Only the lines below starting at the one that contains "self.dup_acks += 1;" and ending at the one that contains "self.cwnd = self.ssthresh +" are to be reproduced, exactly and with both ends kept.

Data provided
__________

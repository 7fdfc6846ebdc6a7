//! Dumbbell 拓扑构建
//!
//! 两台主机各自接一段接入链路到一台边缘交换机，两台交换机之间是瓶颈链路：
//! `h0 -- s0 == s1 -- h1`（`==` 是带宽更低的瓶颈段）。交换机只装一条到对端
//! 主机的 FIB 直连条目，不需要 ECMP。

use crate::net::{NetWorld, NodeId, Route};
use crate::sim::SimTime;
use crate::switch::{FatTreeSwitch, FibEntry, PortDirection};

use super::{add_link, add_switch};

/// Dumbbell 拓扑配置选项
#[derive(Debug, Clone)]
pub struct DumbbellOpts {
    pub pkt_bytes: u32,
    pub pkts: u64,
    pub gap: SimTime,
    pub host_link_gbps: u64,
    pub bottleneck_gbps: u64,
    pub link_latency: SimTime,
    pub until: SimTime,
    pub switch_delay: SimTime,
    pub queue_max_bytes: u64,
}

impl Default for DumbbellOpts {
    fn default() -> Self {
        Self {
            pkt_bytes: 1500,
            pkts: 1000,
            gap: SimTime::from_micros(10),
            host_link_gbps: 100,
            bottleneck_gbps: 10,
            link_latency: SimTime::from_micros(2),
            until: SimTime::from_millis(50),
            switch_delay: SimTime::from_micros(1),
            queue_max_bytes: crate::queue::mem_from_pkt(100),
        }
    }
}

/// 两台主机、一条瓶颈链路的拓扑视图，与 `FatTreeTopology` 对齐：
/// `host_uplink(0)`/`host_uplink(1)` 各自给出该主机到自己 edge 交换机的
/// 发送路由，供 CLI/workload 层按扁平 host 下标点名两端。
#[derive(Debug, Clone)]
pub struct DumbbellTopology {
    pub h0: NodeId,
    pub h1: NodeId,
    host_uplinks: [Route; 2],
}

impl DumbbellTopology {
    pub fn host(&self, idx: usize) -> NodeId {
        match idx {
            0 => self.h0,
            1 => self.h1,
            other => panic!("dumbbell only has 2 hosts, got index {other}"),
        }
    }

    pub fn host_uplink(&self, idx: usize) -> Route {
        self.host_uplinks[idx].clone()
    }
}

/// 构建 dumbbell 拓扑：`h0 <-> s0 <-> s1 <-> h1`。
pub fn build_dumbbell(world: &mut NetWorld, opts: &DumbbellOpts) -> DumbbellTopology {
    let net = &mut world.net;
    let h0 = net.add_host("h0");
    let h1 = net.add_host("h1");
    let s0 = add_switch(net, "s0", opts.switch_delay, 0xA5A5_A5A5);
    let s1 = add_switch(net, "s1", opts.switch_delay, 0x5A5A_5A5A);

    let gbps_to_bps = |g: u64| g.saturating_mul(1_000_000_000);
    let host_bps = gbps_to_bps(opts.host_link_gbps);
    let bottleneck_bps = gbps_to_bps(opts.bottleneck_gbps);
    let max_bytes = opts.queue_max_bytes;

    let h0_to_s0 = add_link(net, "h0-s0", s0, opts.link_latency, host_bps, max_bytes);
    let s0_to_h0 = add_link(net, "s0-h0", h0, opts.link_latency, host_bps, max_bytes);
    let s0_to_s1 = add_link(net, "s0-s1", s1, opts.link_latency, bottleneck_bps, max_bytes);
    let s1_to_s0 = add_link(net, "s1-s0", s0, opts.link_latency, bottleneck_bps, max_bytes);
    let s1_to_h1 = add_link(net, "s1-h1", h1, opts.link_latency, host_bps, max_bytes);
    let h1_to_s1 = add_link(net, "h1-s1", s1, opts.link_latency, host_bps, max_bytes);

    net.sink_as::<FatTreeSwitch>(s0)
        .expect("s0 must exist")
        .add_fib_entry(h1, FibEntry { egress_route: s0_to_s1, cost: 1, direction: PortDirection::Up });
    net.sink_as::<FatTreeSwitch>(s0)
        .expect("s0 must exist")
        .add_fib_entry(h0, FibEntry { egress_route: s0_to_h0, cost: 1, direction: PortDirection::Down });
    net.sink_as::<FatTreeSwitch>(s1)
        .expect("s1 must exist")
        .add_fib_entry(h0, FibEntry { egress_route: s1_to_s0, cost: 1, direction: PortDirection::Up });
    net.sink_as::<FatTreeSwitch>(s1)
        .expect("s1 must exist")
        .add_fib_entry(h1, FibEntry { egress_route: s1_to_h1, cost: 1, direction: PortDirection::Down });

    DumbbellTopology { h0, h1, host_uplinks: [h0_to_s0, h1_to_s1] }
}

#[cfg(test)]
mod tests {
    use super::*;
    use crate::net::{Network, PacketKind};
    use crate::sim::Simulator;

    #[test]
    fn packet_crosses_the_bottleneck() {
        let opts = DumbbellOpts::default();
        let mut world = NetWorld::new(Network::default());
        let topo = build_dumbbell(&mut world, &opts);

        let mut pkt = world.net.pool.alloc(PacketKind::TcpData);
        pkt.dst = topo.h1;
        pkt.size = 1000;
        pkt.set_route(topo.host_uplink(0));

        let mut sim = Simulator::default();
        world.net.deliver(topo.h0, pkt, None, &mut sim);
        // h0 自身只是一个 HostSink，收到非目的地的包会沿路由转发。
        sim.run(&mut world);
        assert_eq!(world.net.stats.delivered_pkts, 1);
    }
}
/// 一条子流的发送端；多条子流共享同一个 `MptcpMeta`。
pub struct MptcpSubflowSender {
    id: NodeId,
    name: String,
    dst: NodeId,
    route: Route,
    flow_id: u64,
    subflow_idx: usize,
    meta: Rc<RefCell<MptcpMeta>>,
    mss: u32,

    next_seq: u64,
    last_acked: u64,
    cwnd: u64,
    ssthresh: u64,
    dup_acks: u32,
    in_fast_recovery: bool,
    recover: u64,
    inflight: BTreeMap<u64, InflightSeg>,

    srtt: Option<SimTime>,
    rttvar: SimTime,
    rto: SimTime,
    rto_deadline: Option<SimTime>,
    backoff_exp: u32,
    rtx_pending: bool,
}

impl MptcpSubflowSender {
    pub fn new(id: NodeId, name: impl Into<String>, dst: NodeId, route: Route, flow_id: u64, mss: u32, meta: Rc<RefCell<MptcpMeta>>) -> Self {
        let subflow_idx = meta.borrow_mut().add_subflow(mss);
        let cwnd = (mss as u64) * super::tcp::INIT_CWND_SEGS;
        Self {
            id,
            name: name.into(),
            dst,
            route,
            flow_id,
            subflow_idx,
            meta,
            mss,
            next_seq: 0,
            last_acked: 0,
            cwnd,
            ssthresh: (mss as u64) * super::tcp::INIT_SSTHRESH_SEGS,
            dup_acks: 0,
            in_fast_recovery: false,
            recover: 0,
            inflight: BTreeMap::new(),
            srtt: None,
            rttvar: SimTime::ZERO,
            rto: super::tcp::INIT_RTO,
            rto_deadline: None,
            backoff_exp: 0,
            rtx_pending: false,
        }
    }

    fn inflight_bytes(&self) -> u64 {
        self.inflight.values().map(|s| s.len as u64).sum()
    }

    fn earliest_unacked(&self) -> Option<u64> {
        self.inflight.keys().next().copied()
    }

    pub fn is_subflow_done(&self) -> bool {
        self.meta.borrow().is_done()
    }

    #[tracing::instrument(skip(self, sim, net), fields(sender = %self.name))]
    pub fn send_packets(&mut self, sim: &mut Simulator, net: &mut Network) {
        if self.meta.borrow().is_done() {
            return;
        }
        let remaining_total = {
            let meta = self.meta.borrow();
            meta.compute_total_bytes().saturating_sub(meta.data_acked)
        };
        if remaining_total == 0 {
            return;
        }
        let mut avail = self.cwnd.saturating_sub(self.inflight_bytes());
        while avail > 0 {
            let total_remaining = {
                let meta = self.meta.borrow();
                meta.compute_total_bytes().saturating_sub(meta.data_seq_next)
            };
            if total_remaining == 0 {
                break;
            }
            let len = (self.mss as u64).min(avail).min(total_remaining) as u32;
            if len == 0 {
                break;
            }
            // 先问共享状态要数据级序号：接收窗口不够就别碰 next_seq/avail，
            // 干净地停在这里，等下一个 ACK 把窗口推开再继续。
            let Some(data_seq) = self.meta.borrow_mut().get_data_seq(len, self.mss) else {
                break;
            };
            let subflow_seq = self.next_seq;
            self.next_seq += len as u64;
            avail = avail.saturating_sub(len as u64);

            let mut pkt = net.pool.alloc(PacketKind::MptcpData);
            pkt.dst = self.dst;
            pkt.flow_id = self.flow_id;
            pkt.set_route(self.route.clone());
            pkt.size = self.mss;
            pkt.id = sim.alloc_pkt_id();
            pkt.transport = TransportPayload::MptcpData { seqno: subflow_seq, data_seqno: data_seq, ts: sim.now().as_ps() };
            trace!(subflow_seq, data_seq, len, "发送子流数据段");
            net.forward_from(self.id, pkt, sim);
            self.inflight.insert(subflow_seq, InflightSeg { len, sent_at: sim.now(), retransmitted: false });
        }
        self.ensure_rto(sim);
    }

    fn retransmit_earliest(&mut self, sim: &mut Simulator, net: &mut Network) {
        let Some(seq) = self.earliest_unacked() else { return };
        let len = self.inflight.get(&seq).map(|s| s.len).unwrap_or(self.mss);
        let mut pkt = net.pool.alloc(PacketKind::MptcpData);
        pkt.dst = self.dst;
        pkt.flow_id = self.flow_id;
        pkt.set_route(self.route.clone());
        pkt.size = self.mss;
        pkt.id = sim.alloc_pkt_id();
        pkt.transport = TransportPayload::MptcpData { seqno: seq, data_seqno: seq, ts: sim.now().as_ps() };
        net.forward_from(self.id, pkt, sim);
        if let Some(entry) = self.inflight.get_mut(&seq) {
            entry.sent_at = sim.now();
            entry.retransmitted = true;
        }
    }

    fn ensure_rto(&mut self, sim: &mut Simulator) {
        if self.rto_deadline.is_some() || self.inflight.is_empty() {
            return;
        }
        self.rto_deadline = Some(sim.now().saturating_add(self.rto));
    }

    fn restart_rto(&mut self, sim: &mut Simulator) {
        self.rto_deadline = if self.inflight.is_empty() { None } else { Some(sim.now().saturating_add(self.rto)) };
    }

    fn sync_meta(&mut self) {
        let srtt = self.srtt.unwrap_or(SimTime::ZERO);
        self.meta.borrow_mut().sync_subflow(self.subflow_idx, self.cwnd, srtt);
    }

    #[tracing::instrument(skip(self, sim, net), fields(sender = %self.name))]
    fn on_ack(&mut self, ackno: u64, data_ackno: u64, ecn_echo: bool, sim: &mut Simulator, net: &mut Network) {
        let _ = ecn_echo;
        if ackno <= self.last_acked {
            if self.dup_acks < u32::MAX {
                self.dup_acks += 1;
            }
            if self.dup_acks == super::tcp::DUPACK_THRESHOLD && !self.in_fast_recovery && self.last_acked >= self.recover {
                self.ssthresh = self.meta.borrow_mut().deflate_window(self.subflow_idx);
                self.cwnd = self.ssthresh + 3 * self.mss as u64;
                self.in_fast_recovery = true;
                self.recover = self.next_seq;
                self.retransmit_earliest(sim, net);
            }
            self.sync_meta();
            return;
        }

        self.rtx_pending = false; // 连接仍在往前走，作废任何已安排的抖动重传
        let now = sim.now();
        let mut rtt_sample = None;
        for (&s, seg) in self.inflight.iter() {
            let end = s.saturating_add(seg.len as u64);
            if end <= ackno {
                if !seg.retransmitted {
                    rtt_sample = Some(SimTime(now.0.saturating_sub(seg.sent_at.0)));
                }
            } else {
                break;
            }
        }
        if let Some(sample) = rtt_sample {
            self.srtt = Some(match self.srtt {
                Some(s) => SimTime((s.0 * 7 / 8).saturating_add(sample.0 / 8)),
                None => sample,
            });
            self.rto = self.srtt.unwrap().saturating_add(SimTime::from_millis(1)).max(super::tcp::MIN_RTO);
            self.backoff_exp = 0;
        }

        let acked_bytes = ackno - self.last_acked;
        let to_remove: Vec<u64> = self.inflight.iter().take_while(|(&s, seg)| s.saturating_add(seg.len as u64) <= ackno).map(|(&s, _)| s).collect();
        for s in to_remove {
            self.inflight.remove(&s);
        }
        self.last_acked = ackno;
        self.dup_acks = 0;

        if self.in_fast_recovery {
            if ackno >= self.recover {
                self.in_fast_recovery = false;
                self.cwnd = self.ssthresh;
            }
        } else if self.cwnd < self.ssthresh {
            self.cwnd += acked_bytes; // 慢启动（耦合只影响拥塞避免阶段）
        } else {
            let inc = self.meta.borrow_mut().inflate_window(self.subflow_idx, acked_bytes);
            self.cwnd = self.cwnd.saturating_add(inc);
        }
        self.sync_meta();

        let data_done = {
            let mut meta = self.meta.borrow_mut();
            meta.advance_data_ack(data_ackno, acked_bytes as u32, sim);
            meta.is_done()
        };
        if data_done {
            self.rto_deadline = None;
            self.rtx_pending = false;
            return;
        }
        self.restart_rto(sim);
        self.send_packets(sim, net);
    }

    /// 与 [`super::tcp::TcpSender::rtx_timer_hook`] 同样的两阶段设计：这里只
    /// 标记 `rtx_pending`、安排一个抖动过的 [`MptcpRtxFire`]，并把 `rto` 翻倍、
    /// `rto_deadline` 前移；真正的窗口回退 + 重传放到 `retransmit_fire`。
    #[tracing::instrument(skip(self, sim, net), fields(sender = %self.name))]
    pub fn rtx_timer_hook(&mut self, now: SimTime, period: SimTime, sim: &mut Simulator, net: &mut Network) {
        let _ = net;
        if self.meta.borrow().is_done() {
            return;
        }
        let Some(deadline) = self.rto_deadline else { return };
        if now <= deadline {
            return;
        }
        if self.rtx_pending {
            return;
        }
        debug!(backoff = self.backoff_exp, "MPTCP 子流 RTO 超时，安排抖动重传");
        self.rtx_pending = true;
        let too_late = now.saturating_sub(deadline);
        let offset = rtx_reschedule_offset(period, too_late, self.backoff_exp);
        sim.schedule_for(self.id.source_id(), now.saturating_add(offset), MptcpRtxFire { node: self.id });

        self.rto = SimTime(self.rto.0.saturating_mul(2)).max(super::tcp::MIN_RTO);
        self.rto_deadline = Some(now.saturating_add(self.rto));
    }

    #[tracing::instrument(skip(self, sim, net), fields(sender = %self.name))]
    pub fn retransmit_fire(&mut self, sim: &mut Simulator, net: &mut Network) {
        if !self.rtx_pending {
            return;
        }
        self.rtx_pending = false;
        if self.meta.borrow().is_done() || self.inflight.is_empty() {
            return;
        }
        debug!(backoff = self.backoff_exp, "MPTCP 子流 RTO 重传定时器触发");
        self.ssthresh = self.meta.borrow_mut().deflate_window(self.subflow_idx);
        self.cwnd = self.mss as u64;
        self.dup_acks = 0;
        self.in_fast_recovery = false;
        self.recover = self.next_seq;
        self.backoff_exp = self.backoff_exp.saturating_add(1);
        self.sync_meta();
        self.retransmit_earliest(sim, net);
    }
}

__________

Answer to this exercise
                self.dup_acks += 1;
            }
            if self.dup_acks == super::tcp::DUPACK_THRESHOLD && !self.in_fast_recovery && self.last_acked >= self.recover {
                self.ssthresh = self.meta.borrow_mut().deflate_window(self.subflow_idx);
                self.cwnd = self.ssthresh + 3 * self.mss as u64;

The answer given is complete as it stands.